Information Chief of the Malaysian Islamic Party
- Incumbent
- Assumed office 22 November 2023
- President: Abdul Hadi Awang
- Preceded by: Khairil Nizam Khirudin

Youth Chief of the Perikatan Nasional
- In office 27 January 2022 – 20 January 2024
- Chairman: Muhyiddin Yassin
- Preceded by: Khairil Nizam Khirudin
- Succeeded by: Afnan Hamimi Taib Azamudden

Youth Chief of the Malaysian Islamic Party
- In office 1 November 2021 – 19 October 2023
- President: Abdul Hadi Awang
- Deputy: Afnan Hamimi Taib Azamudden
- Preceded by: Khairil Nizam Khirudin
- Succeeded by: Afnan Hamimi Taib Azamudden

Deputy Youth Chief of the Malaysian Islamic Party
- In office 24 June 2019 – 1 November 2021
- President: Abdul Hadi Awang
- Youth Chief: Khairil Nizam Khirudin
- Preceded by: Khairil Nizam Khirudin
- Succeeded by: Afnan Hamimi Taib Azamuddin

Member of the Malaysian Parliament for Pasir Mas
- Incumbent
- Assumed office 9 May 2018
- Preceded by: Nik Mohamad Abduh Nik Abdul Aziz (PR–PAS)
- Majority: 13,075 (2018) 30,717 (2022)

Faction represented in Dewan Rakyat
- 2018–2020: Malaysian Islamic Party
- 2020–present: Perikatan Nasional

Other roles
- 2020–2022: Chairman of Skills Development Fund Corporation

Personal details
- Born: Ahmad Fadhli bin Shaari 18 July 1981 (age 45) Pasir Mas, Kelantan, Malaysia
- Party: Malaysian Islamic Party (PAS)
- Other political affiliations: Gagasan Sejahtera (GS) (2016–2020) Perikatan Nasional (PN) (since 2020)
- Spouse: Nor Yani Mohd Salleh
- Education: Al-Azhar University
- Occupation: Politician

= Ahmad Fadhli Shaari =

Malaysian politician (born 1981)

Ahmad Fadhli bin Shaari (Jawi: أحمد فضلي بن شعاري; born 18 July 1981) is a Malaysian politician who has served as Member of Parliament (MP) for Pasir Mas since May 2018 and Chairman of the Skills Development Fund Corporation (PTPK) from 2020 to 2022. He is a member of the Malaysian Islamic Party (PAS), a component party of the Perikatan Nasional (PN) coalition.

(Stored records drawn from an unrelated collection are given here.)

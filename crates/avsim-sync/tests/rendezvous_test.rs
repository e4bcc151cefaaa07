//! Multi-threaded rendezvous tests.
//!
//! Every test spawns one OS thread per node, each owning its `MainClock`,
//! exactly as the runner does. Random work chunks and arrival delays come
//! from seeded ChaCha generators so failures reproduce.

use avsim_clock::MainClock;
use avsim_common::{ClockRate, Cycles, NodeId, SimError};
use avsim_sync::{Arrival, Barrier, GlobalQueue, Synchronizer};
use rand::{Rng, SeedableRng};
use rand_chacha::ChaCha8Rng;
use std::sync::atomic::{AtomicBool, AtomicU64, Ordering};
use std::sync::{Arc, Mutex};
use std::thread;
use std::time::Duration;

// ============================================================================
// Helpers
// ============================================================================

/// Register a clock per node, then run each on its own thread for its
/// `cycles`, advancing in random chunks, and deregister at the end.
fn run_nodes(queue: &Arc<GlobalQueue>, nodes: Vec<(NodeId, ClockRate, Cycles)>, seed: u64) -> Vec<MainClock> {
    let mut clocks = Vec::new();
    for (node, rate, cycles) in nodes {
        let mut clock = MainClock::new(node.to_string(), rate);
        queue.add_participant(node, &mut clock).unwrap();
        clocks.push((node, clock, cycles));
    }

    let handles: Vec<_> = clocks
        .into_iter()
        .map(|(node, mut clock, cycles)| {
            let queue = queue.clone();
            thread::spawn(move || {
                let mut rng = ChaCha8Rng::seed_from_u64(seed ^ node.get() as u64);
                while clock.count() < cycles {
                    let chunk = rng.gen_range(1..=37).min(cycles - clock.count());
                    clock.advance(chunk).unwrap();
                }
                queue.remove_participant(node, &mut clock).unwrap();
                clock
            })
        })
        .collect();

    handles.into_iter().map(|h| h.join().unwrap()).collect()
}

// ============================================================================
// Tests
// ============================================================================

#[test]
fn test_two_node_scenario() {
    let queue = Arc::new(GlobalQueue::new(100, ClockRate::MICA2));
    let fired = Arc::new(AtomicBool::new(false));
    let fired_at = Arc::new(AtomicU64::new(0));

    {
        let fired = fired.clone();
        let fired_at = fired_at.clone();
        queue.schedule_global_event(2, move |events| {
            fired_at.store(events.now(), Ordering::SeqCst);
            fired.store(true, Ordering::SeqCst);
            Ok(())
        });
    }

    // node A checks the flag between rendezvous points
    let observed = Arc::new(Mutex::new(Vec::new()));
    let mut a = MainClock::new("a", ClockRate::MICA2);
    for at in [150u64, 250] {
        let fired = fired.clone();
        let observed = observed.clone();
        a.schedule(at, move |clock| {
            observed
                .lock()
                .unwrap()
                .push((clock.count(), fired.load(Ordering::SeqCst)));
            Ok(())
        });
    }
    let mut b = MainClock::new("b", ClockRate::MICA2);
    queue.add_participant(NodeId::new(1), &mut a).unwrap();
    queue.add_participant(NodeId::new(2), &mut b).unwrap();

    let handles: Vec<_> = [(NodeId::new(1), a), (NodeId::new(2), b)]
        .into_iter()
        .map(|(node, mut clock)| {
            let queue = queue.clone();
            thread::spawn(move || {
                clock.advance(300)?;
                queue.remove_participant(node, &mut clock)?;
                Ok::<_, SimError>(clock.count())
            })
        })
        .collect();

    for handle in handles {
        assert_eq!(handle.join().unwrap().unwrap(), 300);
    }
    assert_eq!(queue.global_time(), 3);
    assert_eq!(fired_at.load(Ordering::SeqCst), 2);
    assert_eq!(*observed.lock().unwrap(), vec![(150, false), (250, true)]);
}

#[test]
fn test_liveness_many_nodes() {
    const NODES: u32 = 8;
    const ROUNDS: u64 = 50;
    const PERIOD: Cycles = 64;

    let queue = Arc::new(GlobalQueue::new(PERIOD, ClockRate::MICA2));
    let nodes = (1..=NODES)
        .map(|id| (NodeId::new(id), ClockRate::MICA2, ROUNDS * PERIOD))
        .collect();

    let clocks = run_nodes(&queue, nodes, 0x5eed);
    assert_eq!(queue.global_time(), ROUNDS);
    assert_eq!(queue.participants(), 0);
    for clock in clocks {
        assert_eq!(clock.count(), ROUNDS * PERIOD);
        assert_eq!(clock.pending_events(), 0);
    }
}

#[test]
fn test_heterogeneous_rates_meet_in_reference_time() {
    let reference = ClockRate::new(8_000_000).unwrap();
    let slow = ClockRate::new(4_000_000).unwrap();
    let queue = Arc::new(GlobalQueue::new(100, reference));
    assert_eq!(queue.local_period(slow), 50);

    let nodes = vec![
        (NodeId::new(1), reference, 500),
        (NodeId::new(2), slow, 250),
    ];
    run_nodes(&queue, nodes, 7);
    assert_eq!(queue.global_time(), 5);
}

#[test]
fn test_early_leaver_does_not_stall_others() {
    let queue = Arc::new(GlobalQueue::new(100, ClockRate::MICA2));
    let nodes = vec![
        (NodeId::new(1), ClockRate::MICA2, 100),
        (NodeId::new(2), ClockRate::MICA2, 1000),
        (NodeId::new(3), ClockRate::MICA2, 450),
    ];
    run_nodes(&queue, nodes, 11);
    assert_eq!(queue.global_time(), 10);
}

#[test]
fn test_action_runs_exactly_once_per_round() {
    const NODES: u32 = 6;
    const ROUNDS: u64 = 40;

    let rounds_seen = Arc::new(Mutex::new(Vec::new()));
    let sink = rounds_seen.clone();
    let barrier = Arc::new(Barrier::new(move |round: u64| -> Result<(), SimError> {
        sink.lock().unwrap().push(round);
        Ok(())
    }));
    for id in 0..NODES {
        barrier.register(NodeId::new(id));
    }

    let handles: Vec<_> = (0..NODES)
        .map(|id| {
            let barrier = barrier.clone();
            thread::spawn(move || {
                let mut rng = ChaCha8Rng::seed_from_u64(1000 + id as u64);
                let mut advanced = 0;
                for expected in 1..=ROUNDS {
                    thread::sleep(Duration::from_micros(rng.gen_range(0..300)));
                    let arrival = barrier.arrive(NodeId::new(id)).unwrap();
                    assert_eq!(arrival.round(), expected);
                    if matches!(arrival, Arrival::Advanced { .. }) {
                        advanced += 1;
                    }
                }
                advanced
            })
        })
        .collect();

    let advanced: u64 = handles.into_iter().map(|h| h.join().unwrap()).sum();
    assert_eq!(advanced, ROUNDS);
    assert_eq!(*rounds_seen.lock().unwrap(), (1..=ROUNDS).collect::<Vec<_>>());
}

#[test]
fn test_channel_waits_do_not_deadlock() {
    const PERIOD: Cycles = 100;
    let queue = Arc::new(GlobalQueue::new(PERIOD, ClockRate::MICA2));

    let mut clocks = Vec::new();
    for id in 1..=3 {
        let node = NodeId::new(id);
        let mut clock = MainClock::new(node.to_string(), ClockRate::MICA2);
        queue.add_participant(node, &mut clock).unwrap();
        clocks.push((node, clock));
    }

    let handles: Vec<_> = clocks
        .into_iter()
        .map(|(node, mut clock)| {
            let queue = queue.clone();
            thread::spawn(move || {
                let mut rng = ChaCha8Rng::seed_from_u64(node.get() as u64);
                while clock.count() < 10 * PERIOD {
                    clock.advance(rng.gen_range(1..=30).min(10 * PERIOD - clock.count()))?;
                    if rng.gen_bool(0.5) {
                        queue.wait_for_neighbors(node, clock.count())?;
                    }
                }
                queue.remove_participant(node, &mut clock)?;
                Ok::<_, SimError>(())
            })
        })
        .collect();

    for handle in handles {
        handle.join().unwrap().unwrap();
    }
    assert_eq!(queue.global_time(), 10);
}

#[test]
fn test_stop_interrupts_parked_nodes() {
    let queue = Arc::new(GlobalQueue::new(100, ClockRate::MICA2));
    let mut a = MainClock::new("a", ClockRate::MICA2);
    let mut b = MainClock::new("b", ClockRate::MICA2);
    queue.add_participant(NodeId::new(1), &mut a).unwrap();
    queue.add_participant(NodeId::new(2), &mut b).unwrap();

    let q = queue.clone();
    let parked = thread::spawn(move || a.advance(100));

    for _ in 0..500 {
        if queue.snapshot().arrived == vec![NodeId::new(1)] {
            break;
        }
        thread::sleep(Duration::from_millis(10));
    }
    q.stop();

    let err = parked.join().unwrap().unwrap_err();
    assert!(err.is_sync_fault());
    assert_eq!(queue.global_time(), 0);
    assert!(b.advance(100).is_err());
}
//! # avsim-clock
//!
//! Per-node timekeeping for AVSim.
//!
//! - [`DeltaQueue`]: the delta-encoded event timeline shared by node clocks
//!   and the global synchronization queue
//! - [`MainClock`]: a node's cycle counter with registered event handlers
//! - [`EventId`] / [`EventTable`]: generational handles for registered events

mod delta_queue;
mod event;
mod main_clock;

pub use delta_queue::{DeltaQueue, Footprint, Pending};
pub use event::{EventId, EventTable};
pub use main_clock::{EventHandler, MainClock};
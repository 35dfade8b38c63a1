pub mod catalog;
pub mod contest_type;
pub mod feed;
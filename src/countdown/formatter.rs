use std::fmt;

use chrono::{DateTime, Utc};

use crate::contests::catalog::TimeUntil;

const MS_PER_DAY: i64 = 86_400_000;
const MS_PER_HOUR: i64 = 3_600_000;
const MS_PER_MINUTE: i64 = 60_000;
const MS_PER_SECOND: i64 = 1_000;

/// What the countdown label shows on one tick.
#[derive(Debug, Clone, Copy, PartialEq, Eq)]
pub enum DisplayCategory {
    Expired,
    Pending {
        days: i64,
        hours: i64,
        minutes: i64,
        seconds: i64,
    },
    NoUpcomingEvent,
    Loading,
    LoadFailed,
}

impl DisplayCategory {
    /// `Expired` for anything not strictly in the future, otherwise the
    /// floored day/hour/minute/second split.
    pub fn from_remaining_ms(ms: i64) -> Self {
        if ms <= 0 {
            return DisplayCategory::Expired;
        }
        DisplayCategory::Pending {
            days: ms / MS_PER_DAY,
            hours: (ms % MS_PER_DAY) / MS_PER_HOUR,
            minutes: (ms % MS_PER_HOUR) / MS_PER_MINUTE,
            seconds: (ms % MS_PER_MINUTE) / MS_PER_SECOND,
        }
    }

    /// Countdown towards a fixed instant.
    pub fn until(target: DateTime<Utc>, now: DateTime<Utc>) -> Self {
        Self::from_remaining_ms((target - now).num_milliseconds())
    }
}

impl From<TimeUntil> for DisplayCategory {
    fn from(value: TimeUntil) -> Self {
        match value {
            TimeUntil::Remaining(delta) => Self::from_remaining_ms(delta.num_milliseconds()),
            TimeUntil::NoUpcomingEvent => DisplayCategory::NoUpcomingEvent,
            TimeUntil::Loading => DisplayCategory::Loading,
            TimeUntil::LoadFailed => DisplayCategory::LoadFailed,
        }
    }
}

#[derive(Debug, Clone, Copy, PartialEq, Eq)]
pub struct TimerFormat {
    pub show_seconds: bool,
}

impl Default for TimerFormat {
    fn default() -> Self {
        Self { show_seconds: true }
    }
}

impl TimerFormat {
    pub fn text(&self, category: &DisplayCategory) -> String {
        match *category {
            DisplayCategory::Pending {
                days,
                hours,
                minutes,
                seconds,
            } => {
                if self.show_seconds {
                    format!("{}d {}h {}m {}s Left", days, hours, minutes, seconds)
                } else {
                    format!("{}d {}h {}m Left", days, hours, minutes)
                }
            }
            DisplayCategory::Expired => "Contest has Started".to_string(),
            DisplayCategory::NoUpcomingEvent => "No upcoming contests".to_string(),
            DisplayCategory::Loading => "Loading data".to_string(),
            DisplayCategory::LoadFailed => "Failed to load data".to_string(),
        }
    }
}

impl fmt::Display for DisplayCategory {
    fn fmt(&self, f: &mut fmt::Formatter<'_>) -> fmt::Result {
        f.write_str(&TimerFormat::default().text(self))
    }
}
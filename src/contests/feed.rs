use std::path::PathBuf;

use thiserror::Error;
use url::Url;

use super::catalog::ContestCatalog;
use super::contest_type::Contest;

#[derive(Error, Debug)]
pub enum FeedError {
    #[error("request failed: {0}")]
    Http(#[from] reqwest::Error),
    #[error("feed returned status {0}")]
    Status(reqwest::StatusCode),
    #[error("could not read feed file: {0}")]
    Io(#[from] std::io::Error),
    #[error("feed is not a contest list: {0}")]
    Decode(#[from] serde_json::Error),
}

/// Where the contest list comes from.
#[derive(Debug, Clone, PartialEq)]
pub enum FeedSource {
    Http(Url),
    File(PathBuf),
}

impl FeedSource {
    pub async fn fetch(&self) -> Result<Vec<Contest>, FeedError> {
        let body = match self {
            FeedSource::Http(url) => {
                log::info!("Get Contests: {}", url);
                let response = reqwest::get(url.clone()).await?;
                if !response.status().is_success() {
                    return Err(FeedError::Status(response.status()));
                }
                response.text().await?
            }
            FeedSource::File(path) => {
                log::info!("Read Contests: {}", path.display());
                tokio::fs::read_to_string(path).await?
            }
        };
        decode(&body)
    }
}

pub fn decode(body: &str) -> Result<Vec<Contest>, FeedError> {
    Ok(serde_json::from_str(body)?)
}

/// One refresh cycle: `Loading`, then `Loaded` with the new records or `LoadFailed`.
pub async fn refresh(catalog: &ContestCatalog, source: &FeedSource) -> Result<usize, FeedError> {
    catalog.begin_refresh();
    match source.fetch().await {
        Ok(contests) => {
            let count = contests.len();
            catalog.replace_all(contests);
            log::info!("contests loaded: {}", count);
            Ok(count)
        }
        Err(e) => {
            catalog.mark_failed(&e.to_string());
            Err(e)
        }
    }
}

He has also served as the Information Chief of PAS since November 2023. He served as the Youth Chief of PN from January 2022 to January 2024. Ahmad Fadhli also served as the Youth Chief and Deputy Youth Chief of PAS from November 2021 to October 2023 and from June 2019 to November 2021 respectively.

== Early life and education ==

Ahmad Fadhli was born on 18 July 1980 in Pasir Mas, Kelantan.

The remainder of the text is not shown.